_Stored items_

↓↓↓

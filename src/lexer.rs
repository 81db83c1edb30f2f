//! Pascal-- lexer — tokenizes source text into a stream of tokens.
//!
//! The lexer is an explicit finite-state machine that consumes one character
//! per step. Multi-character tokens (identifiers, numbers, strings, `:=`,
//! `>=`, `<=`, `<>`) are accumulated in a state and emitted on the first
//! character that does not continue them. Keywords are case-sensitive.

use std::fmt;

use tracing::debug;

use crate::error::{Diagnostic, PascalResult, SourceLoc};

/// Token types produced by the lexer.
#[derive(Debug, Clone, Copy, PartialEq, Eq, Hash)]
pub enum TokenKind {
    // Operands
    Identifier,
    IntegerLiteral,
    DoubleLiteral,
    StringLiteral,

    // Arithmetic
    Plus,
    Minus,
    Multiply,
    Divide,
    Mod,
    Div,
    /// Synthetic marker produced by the postfix converter, lexeme `_`.
    UnaryMinus,

    // Comparison
    Equal,          // =
    NonEqual,       // <>
    Less,           // <
    Greater,        // >
    LessOrEqual,    // <=
    GreaterOrEqual, // >=

    // Punctuation
    Assign, // :=
    Semicolon,
    Colon,
    Comma,
    LeftParen,
    RightParen,

    // Declared types
    IntegerType,
    DoubleType,
    StringType,

    // Structure
    Program,
    Const,
    Var,
    Begin,
    End,
    If,
    Then,
    Else,
    Write,
    Read,
    /// `end.`
    EndOfProgram,

    Unknown,
}

impl TokenKind {
    /// Map a completed identifier to its keyword kind, if it is one.
    pub fn keyword(word: &str) -> Option<Self> {
        let kind = match word {
            "program" => Self::Program,
            "const" => Self::Const,
            "var" => Self::Var,
            "begin" => Self::Begin,
            "end" => Self::End,
            "if" => Self::If,
            "then" => Self::Then,
            "else" => Self::Else,
            "mod" => Self::Mod,
            "div" => Self::Div,
            "integer" => Self::IntegerType,
            "double" => Self::DoubleType,
            "string" => Self::StringType,
            "Write" => Self::Write,
            "Read" => Self::Read,
            _ => return None,
        };
        Some(kind)
    }

    pub fn is_arithmetic_operator(self) -> bool {
        matches!(
            self,
            Self::Plus
                | Self::Minus
                | Self::Multiply
                | Self::Divide
                | Self::Mod
                | Self::Div
                | Self::UnaryMinus
        )
    }

    pub fn is_comparison(self) -> bool {
        matches!(
            self,
            Self::Equal
                | Self::NonEqual
                | Self::Less
                | Self::Greater
                | Self::LessOrEqual
                | Self::GreaterOrEqual
        )
    }

    pub fn is_numeric_literal(self) -> bool {
        matches!(self, Self::IntegerLiteral | Self::DoubleLiteral)
    }

    /// Identifiers and literals of any type.
    pub fn is_operand(self) -> bool {
        matches!(
            self,
            Self::Identifier | Self::IntegerLiteral | Self::DoubleLiteral | Self::StringLiteral
        )
    }

    /// Human-readable name used in syntax errors.
    pub fn describe(self) -> &'static str {
        match self {
            Self::Identifier => "identifier",
            Self::IntegerLiteral => "integer literal",
            Self::DoubleLiteral => "double literal",
            Self::StringLiteral => "string literal",
            Self::Plus => "'+'",
            Self::Minus => "'-'",
            Self::Multiply => "'*'",
            Self::Divide => "'/'",
            Self::Mod => "'mod'",
            Self::Div => "'div'",
            Self::UnaryMinus => "unary '-'",
            Self::Equal => "'='",
            Self::NonEqual => "'<>'",
            Self::Less => "'<'",
            Self::Greater => "'>'",
            Self::LessOrEqual => "'<='",
            Self::GreaterOrEqual => "'>='",
            Self::Assign => "':='",
            Self::Semicolon => "';'",
            Self::Colon => "':'",
            Self::Comma => "','",
            Self::LeftParen => "'('",
            Self::RightParen => "')'",
            Self::IntegerType => "'integer'",
            Self::DoubleType => "'double'",
            Self::StringType => "'string'",
            Self::Program => "'program'",
            Self::Const => "'const'",
            Self::Var => "'var'",
            Self::Begin => "'begin'",
            Self::End => "'end'",
            Self::If => "'if'",
            Self::Then => "'then'",
            Self::Else => "'else'",
            Self::Write => "'Write'",
            Self::Read => "'Read'",
            Self::EndOfProgram => "'end.'",
            Self::Unknown => "unknown token",
        }
    }
}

↑↑↑

_YOUR OBJECTIVE_
What is wanted is the complete set of entries, returned verbatim.

_RESULT BELOW_
filename src/lexer.rs
repository 81db83c1edb30f2f
//! Pascal-- lexer — tokenizes source text into a stream of tokens.
//!
//! The lexer is an explicit finite-state machine that consumes one character
//! per step. Multi-character tokens (identifiers, numbers, strings, `:=`,
//! `>=`, `<=`, `<>`) are accumulated in a state and emitted on the first
//! character that does not continue them. Keywords are case-sensitive.

use std::fmt;

use tracing::debug;

use crate::error::{Diagnostic, PascalResult, SourceLoc};

/// Token types produced by the lexer.
#[derive(Debug, Clone, Copy, PartialEq, Eq, Hash)]
pub enum TokenKind {
    // Operands
    Identifier,
    IntegerLiteral,
    DoubleLiteral,
    StringLiteral,

    // Arithmetic
    Plus,
    Minus,
    Multiply,
    Divide,
    Mod,
    Div,
    /// Synthetic marker produced by the postfix converter, lexeme `_`.
    UnaryMinus,

    // Comparison
    Equal,          // =
    NonEqual,       // <>
    Less,           // <
    Greater,        // >
    LessOrEqual,    // <=
    GreaterOrEqual, // >=

    // Punctuation
    Assign, // :=
    Semicolon,
    Colon,
    Comma,
    LeftParen,
    RightParen,

    // Declared types
    IntegerType,
    DoubleType,
    StringType,

    // Structure
    Program,
    Const,
    Var,
    Begin,
    End,
    If,
    Then,
    Else,
    Write,
    Read,
    /// `end.`
    EndOfProgram,

    Unknown,
}

impl TokenKind {
    /// Map a completed identifier to its keyword kind, if it is one.
    pub fn keyword(word: &str) -> Option<Self> {
        let kind = match word {
            "program" => Self::Program,
            "const" => Self::Const,
            "var" => Self::Var,
            "begin" => Self::Begin,
            "end" => Self::End,
            "if" => Self::If,
            "then" => Self::Then,
            "else" => Self::Else,
            "mod" => Self::Mod,
            "div" => Self::Div,
            "integer" => Self::IntegerType,
            "double" => Self::DoubleType,
            "string" => Self::StringType,
            "Write" => Self::Write,
            "Read" => Self::Read,
            _ => return None,
        };
        Some(kind)
    }

    pub fn is_arithmetic_operator(self) -> bool {
        matches!(
            self,
            Self::Plus
                | Self::Minus
                | Self::Multiply
                | Self::Divide
                | Self::Mod
                | Self::Div
                | Self::UnaryMinus
        )
    }

    pub fn is_comparison(self) -> bool {
        matches!(
            self,
            Self::Equal
                | Self::NonEqual
                | Self::Less
                | Self::Greater
                | Self::LessOrEqual
                | Self::GreaterOrEqual
        )
    }

    pub fn is_numeric_literal(self) -> bool {
        matches!(self, Self::IntegerLiteral | Self::DoubleLiteral)
    }

    /// Identifiers and literals of any type.
    pub fn is_operand(self) -> bool {
        matches!(
            self,
            Self::Identifier | Self::IntegerLiteral | Self::DoubleLiteral | Self::StringLiteral
        )
    }

    /// Human-readable name used in syntax errors.
    pub fn describe(self) -> &'static str {
        match self {
            Self::Identifier => "identifier",
            Self::IntegerLiteral => "integer literal",
            Self::DoubleLiteral => "double literal",
            Self::StringLiteral => "string literal",
            Self::Plus => "'+'",
            Self::Minus => "'-'",
            Self::Multiply => "'*'",
            Self::Divide => "'/'",
            Self::Mod => "'mod'",
            Self::Div => "'div'",
            Self::UnaryMinus => "unary '-'",
            Self::Equal => "'='",
            Self::NonEqual => "'<>'",
            Self::Less => "'<'",
            Self::Greater => "'>'",
            Self::LessOrEqual => "'<='",
            Self::GreaterOrEqual => "'>='",
            Self::Assign => "':='",
            Self::Semicolon => "';'",
            Self::Colon => "':'",
            Self::Comma => "','",
            Self::LeftParen => "'('",
            Self::RightParen => "')'",
            Self::IntegerType => "'integer'",
            Self::DoubleType => "'double'",
            Self::StringType => "'string'",
            Self::Program => "'program'",
            Self::Const => "'const'",
            Self::Var => "'var'",
            Self::Begin => "'begin'",
            Self::End => "'end'",
            Self::If => "'if'",
            Self::Then => "'then'",
            Self::Else => "'else'",
            Self::Write => "'Write'",
            Self::Read => "'Read'",
            Self::EndOfProgram => "'end.'",
            Self::Unknown => "unknown token",
        }
    }
}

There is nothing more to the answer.